EXTRACTED RECORDS section start

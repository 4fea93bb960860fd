//! Scrape service: one run from page load to price insert.
//!
//! A run moves through
//! `BrowserLaunched -> PageLoaded -> ProductsFound -> IdResolved -> Extracted`
//! and ends in `Inserted`, `InsertRejected` or `SkippedEmpty`. The browser
//! session is released exactly once, right after extraction on the happy path
//! and before returning on every failure.

use std::path::PathBuf;

use thiserror::Error;
use tracing::{info, warn};

use crate::config::{ConfigError, Settings};
use crate::models::{PriceRecord, SupermarketId};
use crate::repository::{InsertResponse, PriceStore, StoreError};
use crate::scrapers::{extract_products, BrowserError, Extraction, ProductCard, ProductPage};

/// Fatal run failures.
#[derive(Debug, Error)]
pub enum ScrapeError {
    #[error("invalid configuration: {0}")]
    Config(#[from] ConfigError),

    #[error("could not set up the store client: {0}")]
    StoreSetup(#[source] StoreError),

    #[error("browser failed to launch: {0}")]
    Launch(#[source] BrowserError),

    #[error("timed out waiting for the page or products to load ({source})")]
    NavigationTimeout {
        #[source]
        source: BrowserError,
        /// Diagnostic screenshot, when one could be written.
        screenshot: Option<PathBuf>,
    },

    #[error("error navigating to the page: {0}")]
    Navigation(#[source] BrowserError),

    #[error("could not resolve supermarket id for '{slug}': {source}")]
    IdResolution {
        slug: String,
        #[source]
        source: StoreError,
    },

    #[error("critical error inserting prices: {0}")]
    Insert(#[source] StoreError),
}

/// How a run that did not fail ended.
#[derive(Debug, Clone, PartialEq)]
pub enum RunOutcome {
    /// The store accepted the rows.
    Inserted { count: usize, extraction: ExtractionSummary },
    /// The store answered with an error instead of rows.
    InsertRejected { message: String, extraction: ExtractionSummary },
    /// Nothing valid to insert; the store was not called.
    SkippedEmpty { extraction: ExtractionSummary },
    /// Inspect mode: markup of the first card, `None` when no card matched.
    Inspected { html: Option<String> },
}

impl RunOutcome {
    /// Whether the run should count as a failure for exit status purposes.
    pub fn is_failure(&self) -> bool {
        matches!(self, RunOutcome::InsertRejected { .. })
    }
}

/// Card counts reported with the outcome.
#[derive(Debug, Clone, Copy, Default, PartialEq, Eq)]
pub struct ExtractionSummary {
    pub cards: usize,
    pub products: usize,
    pub skipped: usize,
}

/// Result of the browser half of the run.
enum Collected {
    Inspected(Option<String>),
    Products {
        supermarket_id: SupermarketId,
        extraction: Extraction,
        cards: usize,
    },
}

/// Runs the scrape against a page and a store.
pub struct ScrapeService<'a, S: PriceStore> {
    settings: &'a Settings,
    store: &'a S,
}

impl<'a, S: PriceStore> ScrapeService<'a, S> {
    pub fn new(settings: &'a Settings, store: &'a S) -> Self {
        Self { settings, store }
    }

    /// Drive `page` through the whole run. The page is closed before this
    /// returns, whatever the outcome.
    pub async fn run<P: ProductPage>(&self, page: &mut P) -> Result<RunOutcome, ScrapeError> {
        let collected = self.collect(page).await;
        page.close().await;

        match collected? {
            Collected::Inspected(html) => Ok(RunOutcome::Inspected { html }),
            Collected::Products {
                supermarket_id,
                extraction,
                cards,
            } => self.insert(&supermarket_id, extraction, cards).await,
        }
    }

    /// Load the page, resolve the supermarket and extract products.
    async fn collect<P: ProductPage>(&self, page: &mut P) -> Result<Collected, ScrapeError> {
        let settings = self.settings;

        if let Err(e) = page
            .load(&settings.target_url, &settings.selectors.card, &settings.load)
            .await
        {
            return Err(self.load_failure(page, e).await);
        }
        info!("Products found on the page");

        let cards = page
            .cards(&settings.selectors.card)
            .await
            .map_err(ScrapeError::Navigation)?;

        if settings.inspect {
            let html = match cards.first() {
                Some(card) => Some(card.inner_html().await.map_err(ScrapeError::Navigation)?),
                None => None,
            };
            return Ok(Collected::Inspected(html));
        }

        info!("Found {} product cards, resolving supermarket", cards.len());
        let supermarket_id = self
            .store
            .resolve_supermarket_id(&settings.supermarket_slug)
            .await
            .map_err(|source| ScrapeError::IdResolution {
                slug: settings.supermarket_slug.clone(),
                source,
            })?;
        info!(
            "Supermarket '{}' resolved to id {}",
            settings.supermarket_slug, supermarket_id
        );

        let extraction = extract_products(&cards, &settings.selectors).await;
        info!(
            "Extracted {} products from {} cards ({} skipped)",
            extraction.products.len(),
            cards.len(),
            extraction.skipped()
        );

        Ok(Collected::Products {
            supermarket_id,
            extraction,
            cards: cards.len(),
        })
    }

    /// Classify a load failure, taking the diagnostic screenshot on timeout.
    async fn load_failure<P: ProductPage>(&self, page: &P, error: BrowserError) -> ScrapeError {
        if !error.is_timeout() {
            return ScrapeError::Navigation(error);
        }

        let path = &self.settings.load.screenshot_path;
        let screenshot = match page.screenshot(path).await {
            Ok(()) => {
                info!("Saved timeout screenshot to {}", path.display());
                Some(path.clone())
            }
            Err(e) => {
                warn!("Could not save timeout screenshot: {}", e);
                None
            }
        };

        ScrapeError::NavigationTimeout {
            source: error,
            screenshot,
        }
    }

    async fn insert(
        &self,
        supermarket_id: &SupermarketId,
        extraction: Extraction,
        cards: usize,
    ) -> Result<RunOutcome, ScrapeError> {
        let summary = ExtractionSummary {
            cards,
            products: extraction.products.len(),
            skipped: extraction.skipped(),
        };

        if extraction.products.is_empty() {
            return Ok(RunOutcome::SkippedEmpty {
                extraction: summary,
            });
        }

        let records: Vec<PriceRecord> = extraction
            .products
            .iter()
            .map(|product| PriceRecord::from_scraped(supermarket_id, product))
            .collect();

        info!("Inserting {} price records", records.len());
        match self
            .store
            .insert_prices(&records)
            .await
            .map_err(ScrapeError::Insert)?
        {
            InsertResponse::Inserted(count) => Ok(RunOutcome::Inserted {
                count,
                extraction: summary,
            }),
            InsertResponse::Rejected(message) => Ok(RunOutcome::InsertRejected {
                message,
                extraction: summary,
            }),
        }
    }
}
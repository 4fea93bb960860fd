//! shelfscrape: headless-browser price scraper for supermarket listings.
//!
//! A run loads one category listing in Chromium, reads the name and price of
//! every product card, and bulk-inserts the prices into a PostgREST store.

pub mod cli;
pub mod config;
pub mod models;
pub mod repository;
pub mod scrapers;
pub mod services;
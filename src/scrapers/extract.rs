//! Product extraction from listing cards.
//!
//! Extraction is best-effort per card: a card that is missing a field, has an
//! unparseable price, or fails in the browser is skipped and the rest are
//! still processed.

use thiserror::Error;
use tracing::{debug, warn};

use super::page::{BrowserError, ProductCard};
use crate::config::Selectors;
use crate::models::ScrapedProduct;

/// Why a price string could not be turned into a number.
#[derive(Debug, Clone, PartialEq, Eq, Error)]
pub enum PriceParseError {
    #[error("no digits in price text '{0}'")]
    NoDigits(String),

    #[error("price text '{0}' does not fit in 64 bits")]
    Overflow(String),
}

/// Keep only the ASCII digits of `text`, in order, and parse them base 10.
///
/// `"$1.990"` and `"1,990 CLP"` both give 1990. Text without any digit is an
/// error rather than zero.
pub fn normalize_price(text: &str) -> Result<u64, PriceParseError> {
    let digits: String = text.chars().filter(|c| c.is_ascii_digit()).collect();
    if digits.is_empty() {
        return Err(PriceParseError::NoDigits(text.to_string()));
    }
    digits
        .parse::<u64>()
        .map_err(|_| PriceParseError::Overflow(text.to_string()))
}

#[derive(Debug, Error)]
enum CardError {
    #[error(transparent)]
    Browser(#[from] BrowserError),

    #[error(transparent)]
    Price(#[from] PriceParseError),
}

/// Outcome for a single card.
enum CardOutcome {
    Product(ScrapedProduct),
    MissingFields,
    NonPositive,
}

/// Products pulled from a listing, with counts of what was dropped.
#[derive(Debug, Default, Clone, PartialEq, Eq)]
pub struct Extraction {
    pub products: Vec<ScrapedProduct>,
    /// Cards without a name or price element.
    pub missing_fields: usize,
    /// Cards whose price normalized to zero.
    pub non_positive: usize,
    /// Cards that errored during extraction.
    pub failed: usize,
}

impl Extraction {
    pub fn skipped(&self) -> usize {
        self.missing_fields + self.non_positive + self.failed
    }
}

async fn extract_card<C: ProductCard>(
    card: &C,
    selectors: &Selectors,
) -> Result<CardOutcome, CardError> {
    let name = card.child_text(&selectors.name).await?;
    let price_text = card.child_text(&selectors.price).await?;

    let (name, price_text) = match (name, price_text) {
        (Some(name), Some(price_text)) => (name, price_text),
        _ => return Ok(CardOutcome::MissingFields),
    };

    let price = normalize_price(&price_text)?;
    if price == 0 {
        return Ok(CardOutcome::NonPositive);
    }

    Ok(CardOutcome::Product(ScrapedProduct {
        name: name.trim().to_string(),
        price,
    }))
}

/// Extract products from every card, skipping the ones that fail.
pub async fn extract_products<C: ProductCard>(cards: &[C], selectors: &Selectors) -> Extraction {
    let mut extraction = Extraction::default();

    for (index, card) in cards.iter().enumerate() {
        match extract_card(card, selectors).await {
            Ok(CardOutcome::Product(product)) => {
                debug!("Card {}: {} = {}", index, product.name, product.price);
                extraction.products.push(product);
            }
            Ok(CardOutcome::MissingFields) => {
                debug!("Card {}: missing name or price element, skipping", index);
                extraction.missing_fields += 1;
            }
            Ok(CardOutcome::NonPositive) => {
                debug!("Card {}: price is zero, skipping", index);
                extraction.non_positive += 1;
            }
            Err(e) => {
                warn!("Error extracting card {}: {}. Continuing.", index, e);
                extraction.failed += 1;
            }
        }
    }

    extraction
}
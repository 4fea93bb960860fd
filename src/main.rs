use std::process::ExitCode;

use clap::Parser;
use tracing_subscriber::{layer::SubscriberExt, util::SubscriberInitExt};

use shelfscrape::cli::{self, Cli};

#[tokio::main]
async fn main() -> anyhow::Result<ExitCode> {
    // Missing .env is fine; variables may come from the environment
    let _ = dotenvy::dotenv();

    let cli = Cli::parse();

    let default_filter = if cli.verbose {
        "debug,chromiumoxide=warn,hyper=info,reqwest=info"
    } else {
        "info,chromiumoxide=warn"
    };
    tracing_subscriber::registry()
        .with(
            tracing_subscriber::EnvFilter::try_from_default_env()
                .unwrap_or_else(|_| default_filter.into()),
        )
        .with(tracing_subscriber::fmt::layer())
        .init();

    cli::run(cli).await
}
//! Domain models for scraped products and the price rows written to the store.

use std::fmt;

use serde::{Deserialize, Serialize};

/// Source tag written on every price row produced by the scraper.
pub const SCRAPING_SOURCE: &str = "scraping";

/// A product name/price pair read from one listing card.
#[derive(Debug, Clone, PartialEq, Eq)]
pub struct ScrapedProduct {
    /// Card name text, trimmed.
    pub name: String,
    /// Normalized price; always greater than zero.
    pub price: u64,
}

/// Opaque supermarket key returned by the lookup table.
///
/// PostgREST may hand back a number or a string depending on the column type,
/// so the raw JSON scalar is kept and written back verbatim.
#[derive(Debug, Clone, PartialEq, Serialize, Deserialize)]
#[serde(transparent)]
pub struct SupermarketId(serde_json::Value);

impl SupermarketId {
    pub fn new(value: impl Into<serde_json::Value>) -> Self {
        Self(value.into())
    }

    pub fn as_value(&self) -> &serde_json::Value {
        &self.0
    }
}

impl fmt::Display for SupermarketId {
    fn fmt(&self, f: &mut fmt::Formatter<'_>) -> fmt::Result {
        match &self.0 {
            serde_json::Value::String(s) => f.write_str(s),
            other => write!(f, "{}", other),
        }
    }
}

/// Extra data stored alongside a price row.
#[derive(Debug, Clone, PartialEq, Eq, Serialize, Deserialize)]
pub struct PriceMetadata {
    pub scraped_name: String,
}

/// One row of the `prices` table.
#[derive(Debug, Clone, PartialEq, Serialize, Deserialize)]
pub struct PriceRecord {
    pub supermarket_id: SupermarketId,
    pub price: u64,
    /// Listing pages only show the current price, so this mirrors `price`.
    pub regular_price: u64,
    pub is_available: bool,
    pub source: String,
    pub metadata: PriceMetadata,
}

impl PriceRecord {
    /// Build the row for a product scraped from the listing.
    pub fn from_scraped(supermarket_id: &SupermarketId, product: &ScrapedProduct) -> Self {
        Self {
            supermarket_id: supermarket_id.clone(),
            price: product.price,
            regular_price: product.price,
            is_available: true,
            source: SCRAPING_SOURCE.to_string(),
            metadata: PriceMetadata {
                scraped_name: product.name.clone(),
            },
        }
    }
}

#[cfg(test)]
mod tests {
    use super::*;
    use serde_json::json;

    #[test]
    fn test_price_record_serializes_store_columns() {
        let product = ScrapedProduct {
            name: "Hallulla Granel".to_string(),
            price: 1990,
        };
        let record = PriceRecord::from_scraped(&SupermarketId::new(7), &product);

        assert_eq!(
            serde_json::to_value(&record).unwrap(),
            json!({
                "supermarket_id": 7,
                "price": 1990,
                "regular_price": 1990,
                "is_available": true,
                "source": "scraping",
                "metadata": { "scraped_name": "Hallulla Granel" }
            })
        );
    }

    #[test]
    fn test_supermarket_id_display() {
        assert_eq!(SupermarketId::new(12).to_string(), "12");
        assert_eq!(
            SupermarketId::new("7f3c-uuid").to_string(),
            "7f3c-uuid"
        );
    }
}
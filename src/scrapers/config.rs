//! Browser-specific extension of the config file types.
//!
//! Type definitions live in `crate::config`. This module adds the
//! `BrowserConfig::to_engine_config()` method which depends on browser
//! engine types from the scrapers module.

pub use crate::config::BrowserConfig;

use std::path::PathBuf;

use super::browser::{BrowserEngineConfig, BrowserEngineType};

impl BrowserConfig {
    /// Convert to BrowserEngineConfig.
    /// The proxy is left unset; it only ever comes from the environment.
    pub fn to_engine_config(&self) -> BrowserEngineConfig {
        let engine = match self.engine.to_lowercase().as_str() {
            "stealth" => BrowserEngineType::Stealth,
            "standard" => BrowserEngineType::Standard,
            _ => BrowserEngineType::Stealth,
        };

        BrowserEngineConfig {
            engine,
            headless: self.headless,
            proxy: None,
            user_agent: self.user_agent.clone(),
            viewport: self.viewport,
            javascript: self.javascript,
            chrome_args: self.chrome_args.clone(),
            chrome_path: self.chrome_path.as_ref().map(PathBuf::from),
            remote_url: self.remote_url.clone(),
        }
    }
}
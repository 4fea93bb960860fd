//! Page and card seams used by the scrape service.
//!
//! The service only talks to these traits, so the chromiumoxide-backed
//! [`BrowserSession`](super::browser::BrowserSession) can be swapped for an
//! in-memory page in tests.

use std::path::Path;
use std::str::FromStr;
use std::time::{Duration, Instant};

use async_trait::async_trait;
use serde::{Deserialize, Serialize};
use thiserror::Error;

use crate::config::LoadSettings;

/// Errors surfaced by the browser collaborator.
#[derive(Debug, Error)]
pub enum BrowserError {
    #[error("browser support not compiled; rebuild with --features browser")]
    Unsupported,

    #[error(
        "Chrome/Chromium not found. Install it (e.g. `apt install chromium`) \
         or set browser.chrome_path"
    )]
    ChromeNotFound,

    #[error("failed to launch browser: {0}")]
    Launch(String),

    #[error("timed out after {after:?} waiting for {waiting_for}")]
    Timeout {
        waiting_for: String,
        after: Duration,
    },

    #[error("browser did not answer a DevTools request in time")]
    ProtocolTimeout,

    #[error("navigation failed: {0}")]
    Navigation(String),

    #[error("browser protocol error: {0}")]
    Protocol(String),

    #[error("I/O error: {0}")]
    Io(#[from] std::io::Error),
}

impl BrowserError {
    pub fn is_timeout(&self) -> bool {
        matches!(
            self,
            BrowserError::Timeout { .. } | BrowserError::ProtocolTimeout
        )
    }
}

/// Load-completion signal to wait for after navigating.
#[derive(Debug, Clone, Copy, PartialEq, Eq, Default, Serialize, Deserialize)]
#[serde(rename_all = "kebab-case")]
pub enum WaitUntil {
    /// `load` event fired (`document.readyState === 'complete'`).
    Load,
    /// `DOMContentLoaded` fired.
    DomContentLoaded,
    /// Load complete and no new resource entries for [`NETWORK_IDLE_WINDOW`].
    #[default]
    NetworkIdle,
}

/// Quiet period with no new resource entries that counts as network idle.
pub const NETWORK_IDLE_WINDOW: Duration = Duration::from_millis(500);

impl WaitUntil {
    pub fn as_str(&self) -> &'static str {
        match self {
            WaitUntil::Load => "load",
            WaitUntil::DomContentLoaded => "dom-content-loaded",
            WaitUntil::NetworkIdle => "network-idle",
        }
    }

    /// JavaScript expression that evaluates to `true` once the document has
    /// reached this signal. The `about:blank` guard keeps the probe from
    /// answering for the placeholder page before navigation commits.
    pub fn ready_probe(&self) -> &'static str {
        match self {
            WaitUntil::DomContentLoaded => {
                "document.location.href !== 'about:blank' && \
                 (document.readyState === 'interactive' || document.readyState === 'complete')"
            }
            WaitUntil::Load | WaitUntil::NetworkIdle => {
                "document.location.href !== 'about:blank' && document.readyState === 'complete'"
            }
        }
    }
}

impl FromStr for WaitUntil {
    type Err = String;

    fn from_str(s: &str) -> Result<Self, Self::Err> {
        match s.to_lowercase().replace('_', "-").as_str() {
            "load" => Ok(WaitUntil::Load),
            "dom-content-loaded" | "domcontentloaded" => Ok(WaitUntil::DomContentLoaded),
            "network-idle" | "networkidle" => Ok(WaitUntil::NetworkIdle),
            other => Err(format!(
                "unknown wait policy '{}' (expected load, dom-content-loaded or network-idle)",
                other
            )),
        }
    }
}

/// Script returning the number of resource timing entries seen so far.
pub const RESOURCE_COUNT_SCRIPT: &str = "performance.getEntriesByType('resource').length";

/// Tracks resource counts between polls to decide when the network went quiet.
#[derive(Debug)]
pub struct NetworkIdleTracker {
    window: Duration,
    last_count: Option<u64>,
    stable_since: Option<Instant>,
}

impl NetworkIdleTracker {
    pub fn new(window: Duration) -> Self {
        Self {
            window,
            last_count: None,
            stable_since: None,
        }
    }

    /// Record a poll result. Returns true once the count has not changed for
    /// the whole window.
    pub fn observe(&mut self, count: u64, now: Instant) -> bool {
        if self.last_count != Some(count) {
            self.last_count = Some(count);
            self.stable_since = Some(now);
            return false;
        }

        match self.stable_since {
            Some(since) => now.duration_since(since) >= self.window,
            None => {
                self.stable_since = Some(now);
                false
            }
        }
    }
}

/// One product card on the listing page.
#[async_trait]
pub trait ProductCard: Send + Sync {
    /// Inner text of the first descendant matching `selector`, or `None` when
    /// nothing matches.
    async fn child_text(&self, selector: &str) -> Result<Option<String>, BrowserError>;

    /// Raw markup of the card, used when re-deriving selectors.
    async fn inner_html(&self) -> Result<String, BrowserError>;
}

/// A browser page that can be driven to the listing and queried for cards.
#[async_trait]
pub trait ProductPage: Send + Sync {
    type Card: ProductCard;

    /// Navigate to `url` and wait until `wait_for_selector` is present,
    /// following the signal, settle and scroll steps in `options`.
    ///
    /// Any exhausted wait yields [`BrowserError::Timeout`].
    async fn load(
        &mut self,
        url: &str,
        wait_for_selector: &str,
        options: &LoadSettings,
    ) -> Result<(), BrowserError>;

    /// All elements currently matching `selector`.
    async fn cards(&self, selector: &str) -> Result<Vec<Self::Card>, BrowserError>;

    /// Write a full-page PNG screenshot to `path`.
    async fn screenshot(&self, path: &Path) -> Result<(), BrowserError>;

    /// Release the page and its browser.
    async fn close(&mut self);
}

EXTRACTED RECORDS section end

• **YOUR TASK**: How many lines in the entries hold the word "returning"? Only the number is wanted.

• **SOLUTION**: 2